肛門の機能も恐るべきものです。尾籠な話ですが、便でも水溶物でもなく「おなら」だけを体外に放出するという機能は、固体と液体を遮断して気体だけを選別しているのです。便意をコントロールできるのも、便を自然に排出するための内肛門括約筋(不随意筋)の他に、便をとどめることが出来る外肛門括約筋(随意筋)があるからです。

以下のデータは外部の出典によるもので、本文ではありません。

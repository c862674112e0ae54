//! Stagehand: assemble, version and deploy multi-stage pipelines.
//!
//! Branch-driven environments. BLAKE3 build digests. Provenance event log.
//! Production workflows are never replaced.

pub mod cli;
pub mod core;
pub mod logging;
pub mod platform;
pub mod provenance;
pub mod resources;
pub mod vcs;
impl Layout {
    /// Resolve every relative path against `home`.
    pub fn rooted(&self, home: &Path) -> Layout {
        let join = |p: &PathBuf| {
            if p.is_absolute() {
                p.clone()
            } else {
                home.join(p)
            }
        };
        Layout {
            applets_source: join(&self.applets_source),
            applet_templates: join(&self.applet_templates),
            internal_resources: join(&self.internal_resources),
            external_resources: join(&self.external_resources),
            workflow_templates: join(&self.workflow_templates),
            launchpad: join(&self.launchpad),
            state: join(&self.state),
        }
    }

    pub fn internal_manifest(&self) -> PathBuf {
        self.internal_resources.join("internal_resources.yaml")
    }

    pub fn external_manifest(&self, runtime_image: &str) -> PathBuf {
        self.external_resources
            .join(runtime_image)
            .join("external_resources.yaml")
    }

    pub fn workflow_template(&self, name: &str) -> PathBuf {
        self.workflow_templates.join(format!("{}.yaml", name))
    }

    pub fn applet_template(&self, name: &str) -> PathBuf {
        self.applet_templates.join(format!("{}.template.json", name))
    }
}

// ============================================================================
// Applet declarations and resources
// ============================================================================

/// Resources an applet needs.
#[derive(Debug, Clone, Default, Serialize, Deserialize)]
pub struct AppletDecl {
    /// Internal resources: category -> resource names
    #[serde(default)]
    pub internal: IndexMap<String, Vec<String>>,

    /// External (pre-published) resources
    #[serde(default)]
    pub external: Vec<ExternalRef>,
}

impl AppletDecl {
    /// Flatten the declaration into resource requests, internal first.
    pub fn resource_specs(&self) -> Vec<ResourceSpec> {
        let mut specs = Vec::new();
        for (category, names) in &self.internal {
            for name in names {
                specs.push(ResourceSpec::Internal {
                    category: category.clone(),
                    name: name.clone(),
                });
            }
        }
        for ext in &self.external {
            specs.push(ResourceSpec::External {
                name: ext.name.clone(),
                version: ext.version.clone(),
            });
        }
        specs
    }
}

/// A pinned external resource request.
#[derive(Debug, Clone, PartialEq, Eq, Serialize, Deserialize)]
pub struct ExternalRef {
    pub name: String,
    #[serde(default)]
    pub version: Option<String>,
}

/// A single resource request.
#[derive(Debug, Clone, PartialEq, Eq)]
pub enum ResourceSpec {
    Internal { category: String, name: String },
    External { name: String, version: Option<String> },
}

医学の発展の歴史の中で、私は次のことを知りませんでした。「メンデルの法則」のメンデル(オーストリア)が修道士であったこと、ダーウィンが地質学者であったこと(これは何となく知っていた気がする)、口腔洗浄液の代名詞「リステリン」は、19世紀半ばにイギリスの外科医リスターが手術時に施した消毒に端を発していること(それまでは手術時に消毒という概念はなかった)、細菌の発見者がオランダの織物商人レーウェンフックであり、そして顕微鏡で細菌や細胞などを観察する際になされる”組織の染色”は、19世紀ヨーロッパの植民地貿易の拡大により、繊維産業が発展し、それに伴って布染色の技術とそのための化学染料の開発がすすんだことが背景にあること。以上のように、長い歴史の中では、さまざまな医学者以外の人が重要な役割を果たしているという事実。などなど。

人体は、頭からつま先に至るまで驚異に満ちており、それを読者に伝えることがこの本を上梓した目的だった、と著者はあとがきで述べています。何より著者本人が、臨床医として、ひとりひとりが異なる人体という奇跡の産物に日々向き合っているからこそ、こうした刺激的な本が誕生したのだと思いました。(T生)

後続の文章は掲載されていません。